Yours is Type B "TTL"

 

So read pages 9 to 16, and 31 to 53

 

http://downloads.canon.com/camera/flash/Speedlite_420EX_manual.pdf

~Rick
Bay Area - CA


~R5 C (1.0.7.1) ~RF Trinity, ~RF 100 Macro, ~RF 100~400, ~RF 100~500, ~RF 200-800 +RF 1.4x TC, BG-R10, 430EX III-RT ~DxO PhotoLab Elite ~DaVinci Resolve Studio ~ImageClass MF644Cdw/MF656Cdw ~Pixel 8 ~CarePaks Are Worth It

Canon is very good at making their camera equipment forward and backwards compatible.
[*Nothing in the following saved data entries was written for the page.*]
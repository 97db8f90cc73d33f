//! Outbound email provider.

use std::collections::HashSet;

use async_trait::async_trait;
use tokio::sync::Mutex;

use crate::error::{MailError, Result};

/// Provider status for an accepted message.
pub const ACCEPTED: u16 = 202;

#[derive(Debug, Clone, PartialEq, Eq)]
pub struct Email {
    pub from_name: String,
    pub from_email: String,
    pub to_name: String,
    pub to_email: String,
    pub subject: String,
    pub text: String,
    pub html: String,
}

#[async_trait]
pub trait Mailer: Send + Sync {
    /// Hand one email to the provider. Returns the provider status.
    async fn send(&self, email: &Email) -> Result<u16>;
}

/// Development mailer: logs and accepts everything.
#[derive(Debug, Default, Clone)]
pub struct LogMailer;

#[async_trait]
impl Mailer for LogMailer {
    async fn send(&self, email: &Email) -> Result<u16> {
        tracing::info!(
            to = %email.to_email,
            from = %email.from_email,
            subject = %email.subject,
            bytes = email.html.len() + email.text.len(),
            "email accepted (log mailer)"
        );
        Ok(ACCEPTED)
    }
}

/// Test mailer: records every accepted email and rejects chosen
/// recipients.
#[derive(Default)]
pub struct RecordingMailer {
    sent: Mutex<Vec<Email>>,
    reject: HashSet<String>,
}

impl RecordingMailer {
    pub fn new() -> Self {
        Self::default()
    }

    /// Fail every send addressed to `email`.
    pub fn rejecting(mut self, email: &str) -> Self {
        self.reject.insert(email.to_string());
        self
    }

    pub async fn sent(&self) -> Vec<Email> {
        self.sent.lock().await.clone()
    }

    pub async fn sent_to(&self, email: &str) -> Vec<Email> {
        self.sent
            .lock()
            .await
            .iter()
            .filter(|e| e.to_email == email)
            .cloned()
            .collect()
    }
}

#[async_trait]
impl Mailer for RecordingMailer {
    async fn send(&self, email: &Email) -> Result<u16> {
        if self.reject.contains(&email.to_email) {
            return Err(MailError::Rejected {
                to: email.to_email.clone(),
                status: 550,
            });
        }
        self.sent.lock().await.push(email.clone());
        Ok(ACCEPTED)
    }
}

#[cfg(test)]
mod tests {
    use super::*;

    fn email(to: &str) -> Email {
        Email {
            from_name: "Convo".into(),
            from_email: "support@convo.events".into(),
            to_name: "Someone".into(),
            to_email: to.into(),
            subject: "Hello".into(),
            text: "hi".into(),
            html: "<p>hi</p>".into(),
        }
    }

    #[tokio::test]
    async fn test_recording_mailer() {
        let mailer = RecordingMailer::new().rejecting("bad@example.com");
        assert_eq!(mailer.send(&email("ok@example.com")).await.unwrap(), ACCEPTED);
        assert!(mailer.send(&email("bad@example.com")).await.is_err());
        assert_eq!(mailer.sent().await.len(), 1);
        assert_eq!(mailer.sent_to("ok@example.com").await.len(), 1);
    }

    #[tokio::test]
    async fn test_log_mailer_accepts() {
        assert_eq!(LogMailer.send(&email("x@example.com")).await.unwrap(), ACCEPTED);
    }
}
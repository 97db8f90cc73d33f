use std::collections::BTreeMap;

use axum::http::StatusCode;
use axum::response::{IntoResponse, Response};
use axum::Json;

use convo_shared::{ConvoError, ErrorKind};

pub const GENERIC_MESSAGE: &str = "Something went wrong";

/// A `ConvoError` on its way out of a handler.
#[derive(Debug)]
pub struct ApiError(pub ConvoError);

impl<E> From<E> for ApiError
where
    E: Into<ConvoError>,
{
    fn from(e: E) -> Self {
        ApiError(e.into())
    }
}

pub type ApiResult<T> = Result<T, ApiError>;

fn message(m: String) -> serde_json::Value {
    serde_json::json!({ "message": m })
}

impl IntoResponse for ApiError {
    fn into_response(self) -> Response {
        let err = self.0;
        let (status, body) = match err.kind() {
            ErrorKind::InvalidInput => {
                let body = match err.fields() {
                    Some(fields) => serde_json::to_value::<&BTreeMap<String, String>>(fields)
                        .unwrap_or_else(|_| message(err.message())),
                    None => message(err.message()),
                };
                (StatusCode::BAD_REQUEST, body)
            }
            ErrorKind::Conflict | ErrorKind::Limit => (StatusCode::BAD_REQUEST, message(err.message())),
            ErrorKind::Unauthorized => (StatusCode::UNAUTHORIZED, message(err.message())),
            ErrorKind::Forbidden => (StatusCode::FORBIDDEN, message(err.message())),
            ErrorKind::NotFound => (StatusCode::NOT_FOUND, message(err.message())),
            ErrorKind::UnsupportedMedia => {
                (StatusCode::UNSUPPORTED_MEDIA_TYPE, message(err.message()))
            }
            ErrorKind::Internal => {
                tracing::error!(alarm = true, ops = ?err.ops(), error = %err, "request failed");
                (
                    StatusCode::INTERNAL_SERVER_ERROR,
                    message(GENERIC_MESSAGE.to_string()),
                )
            }
        };

        if status != StatusCode::INTERNAL_SERVER_ERROR {
            tracing::debug!(status = status.as_u16(), ops = ?err.ops(), "client error: {}", err);
        }
        (status, Json(body)).into_response()
    }
}

#[cfg(test)]
mod tests {
    use super::*;
    use http_body_util::BodyExt;

    async fn render(err: ConvoError) -> (StatusCode, serde_json::Value) {
        let response = ApiError(err).into_response();
        let status = response.status();
        let bytes = response.into_body().collect().await.unwrap().to_bytes();
        (status, serde_json::from_slice(&bytes).unwrap())
    }

    #[tokio::test]
    async fn test_field_errors_are_the_payload() {
        let (status, body) = render(ConvoError::invalid("email", "This email is invalid").with_op("users.create")).await;
        assert_eq!(status, StatusCode::BAD_REQUEST);
        assert_eq!(body["email"], "This email is invalid");
    }

    #[tokio::test]
    async fn test_status_mapping() {
        let cases = [
            (ConvoError::Conflict("You have already RSVP'd".into()), StatusCode::BAD_REQUEST),
            (ConvoError::Limit("full".into()), StatusCode::BAD_REQUEST),
            (ConvoError::Malformed("zz".into()), StatusCode::BAD_REQUEST),
            (ConvoError::Unauthorized, StatusCode::UNAUTHORIZED),
            (ConvoError::Forbidden("no".into()), StatusCode::FORBIDDEN),
            (ConvoError::NotFound("Thread not found".into()), StatusCode::NOT_FOUND),
            (ConvoError::UnsupportedMedia, StatusCode::UNSUPPORTED_MEDIA_TYPE),
        ];
        for (err, expected) in cases {
            assert_eq!(render(err).await.0, expected);
        }
    }

    #[tokio::test]
    async fn test_internal_errors_are_generic() {
        let (status, body) = render(ConvoError::Duplicate("two users share a token".into())).await;
        assert_eq!(status, StatusCode::INTERNAL_SERVER_ERROR);
        assert_eq!(body, serde_json::json!({ "message": "Something went wrong" }));
    }
}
The 420EX will work, but because it is an older model it will not be fully compatible with the built in flash menu that has been on all Canon cameras since 2008. You will only be able to change settings directly on the flash itself. 
 
If this is your first flash, I would recommend buying a 430EX II because it can use the camera's menu, and it will make learning to use a flash much simpler.
Mike Sowsun

Quiet
Enthusiast

Martin, I have the other "crippled Canon", the Rebel T7, which is also missing the center x-sync terminal on its hot shoe.

 

However the 420EX flash I got for $21 on eBay works perfectly on it. It's my first E-TTL flash and I'm amazed at the beautiful exposures it gives, even in bounce mode.


@Quiet wrote:

Martin, I have the other "crippled Canon", the Rebel T7, which is also missing the center x-sync terminal on its hot shoe.

 

However the 420EX flash I got for $21 on eBay works perfectly on it. It's my first E-TTL flash and I'm amazed at the beautiful exposures it gives, even in bounce mode.


I would guess that it's "especially in bounce mode". E-TTL flashes are strongly biased for use as fill flashes, which is fine if that's what you need but not always so fine otherwise. But bounce flash effectively kills the fill-flash bias and provides proper lighting for the overall (indoor) scene. That's an oversimplification, of course, but this isn't the time or place for a detailed lecture on flash technology (even if I were qualified to deliver it, which I'm not). Suffice it to say that E-TTL flashes generally perform admirably as bounce flashes. At least that has been my experience.

Bob
Philadelphia, Pennsylvania USA

Quite right, Bob. I guess I do always use bounce when possible and cringe a little when forced to use direct flash.

 

I've always despised direct flash, thought E-TTL is the least offender.

Former newspaper photo journalist here.  We used to use direct flash all the time with film chrome and negatives.  It was Colorado so always sunny and fill was needed on chrome films. The trick was to dial down the flash -1&3/4 stops at 1/250th f8 rear curtain sync and the fill worked great.  

Fast forward to the digital era and, If I am not bouncing like you do, I have the flash dialed down at least -1 stop.  I dont like having to control the flash thru the camera.  And the flash does a preflash that bugs me.  But that 1 stop back off still works.